» Task
From the first line to the last, retype the data below exactly.

» Provided records
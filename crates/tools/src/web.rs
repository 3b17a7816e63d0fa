//! Web search and scraping facades. These send flat params, no action.

use serde::Serialize;

use crate::Facade;

#[derive(Debug, Clone, PartialEq, Serialize)]
pub struct Search {
    pub query: String,
}

impl Facade for Search {
    const METHOD: &'static str = "brave_search";
}

#[derive(Debug, Clone, PartialEq, Serialize)]
pub struct Scrape {
    pub url: String,
}

impl Facade for Scrape {
    const METHOD: &'static str = "scrape_url";
}

#[cfg(test)]
mod tests {
    use super::*;
    use serde_json::json;

    #[test]
    fn search_request() {
        let req = Search {
            query: "tokio child process".to_string(),
        }
        .into_request().unwrap();
        assert_eq!(
            serde_json::to_value(&req).unwrap(),
            json!({"method": "brave_search", "params": {"query": "tokio child process"}})
        );
    }

    #[test]
    fn scrape_request() {
        let req = Scrape {
            url: "https://example.com".to_string(),
        }
        .into_request().unwrap();
        assert_eq!(req.method, "scrape_url");
        assert_eq!(req.params["url"], json!("https://example.com"));
    }
}
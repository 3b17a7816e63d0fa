//! Client for a tool server spoken to over stdio.
//!
//! The server is a long-running child process. Requests are JSON-RPC 2.0
//! objects written one per line to its stdin; each request is answered by
//! exactly one line on its stdout.
//!
//! # Example
//!
//! ```no_run
//! use mcp::{Client, ServerConfig};
//! use serde_json::{Map, json};
//!
//! # async fn example() -> mcp::Result<()> {
//! let client = Client::new(ServerConfig {
//!     command: "./mcp-server.sh".into(),
//!     ..ServerConfig::default()
//! });
//!
//! let mut params = Map::new();
//! params.insert("query".to_string(), json!("tokio process"));
//! let result = client.call("brave_search", params).await?;
//! println!("{result}");
//!
//! client.shutdown().await;
//! # Ok(())
//! # }
//! ```

mod client;
mod error;
mod ids;
mod paths;
mod protocol;
mod supervisor;

pub use client::Client;
pub use error::{Error, ErrorKind, Result};
pub use ids::RequestIdAllocator;
pub use paths::DataDirs;
pub use protocol::{JSONRPC_VERSION, JsonRpcRequest, decode, encode};
pub use supervisor::{
    DEFAULT_SERVER_LOG, DEFAULT_STARTUP_GRACE, DEFAULT_TIMEOUT, MAX_RESPONSE_SIZE, ProcessState,
    ProcessSupervisor, ServerConfig, default_command,
};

» Result
filename crates/tools/src/web.rs
repository 3b17a7816e63d0fa
//! Web search and scraping facades. These send flat params, no action.

use serde::Serialize;

use crate::Facade;

#[derive(Debug, Clone, PartialEq, Serialize)]
pub struct Search {
    pub query: String,
}

impl Facade for Search {
    const METHOD: &'static str = "brave_search";
}

#[derive(Debug, Clone, PartialEq, Serialize)]
pub struct Scrape {
    pub url: String,
}

impl Facade for Scrape {
    const METHOD: &'static str = "scrape_url";
}

#[cfg(test)]
mod tests {
    use super::*;
    use serde_json::json;

    #[test]
    fn search_request() {
        let req = Search {
            query: "tokio child process".to_string(),
        }
        .into_request().unwrap();
        assert_eq!(
            serde_json::to_value(&req).unwrap(),
            json!({"method": "brave_search", "params": {"query": "tokio child process"}})
        );
    }

    #[test]
    fn scrape_request() {
        let req = Scrape {
            url: "https://example.com".to_string(),
        }
        .into_request().unwrap();
        assert_eq!(req.method, "scrape_url");
        assert_eq!(req.params["url"], json!("https://example.com"));
    }
}
repository 3b17a7816e63d0fa
//! Client for a tool server spoken to over stdio.
//!
//! The server is a long-running child process. Requests are JSON-RPC 2.0
//! objects written one per line to its stdin; each request is answered by
//! exactly one line on its stdout.
//!
//! # Example
//!
//! ```no_run
//! use mcp::{Client, ServerConfig};
//! use serde_json::{Map, json};
//!
//! # async fn example() -> mcp::Result<()> {
//! let client = Client::new(ServerConfig {
//!     command: "./mcp-server.sh".into(),
//!     ..ServerConfig::default()
//! });
//!
//! let mut params = Map::new();
//! params.insert("query".to_string(), json!("tokio process"));
//! let result = client.call("brave_search", params).await?;
//! println!("{result}");
//!
//! client.shutdown().await;
//! # Ok(())
//! # }
//! ```

mod client;
mod error;
mod ids;
mod paths;
mod protocol;
mod supervisor;

pub use client::Client;
pub use error::{Error, ErrorKind, Result};
pub use ids::RequestIdAllocator;
pub use paths::DataDirs;
pub use protocol::{JSONRPC_VERSION, JsonRpcRequest, decode, encode};
pub use supervisor::{
    DEFAULT_SERVER_LOG, DEFAULT_STARTUP_GRACE, DEFAULT_TIMEOUT, MAX_RESPONSE_SIZE, ProcessState,
    ProcessSupervisor, ServerConfig, default_command,
};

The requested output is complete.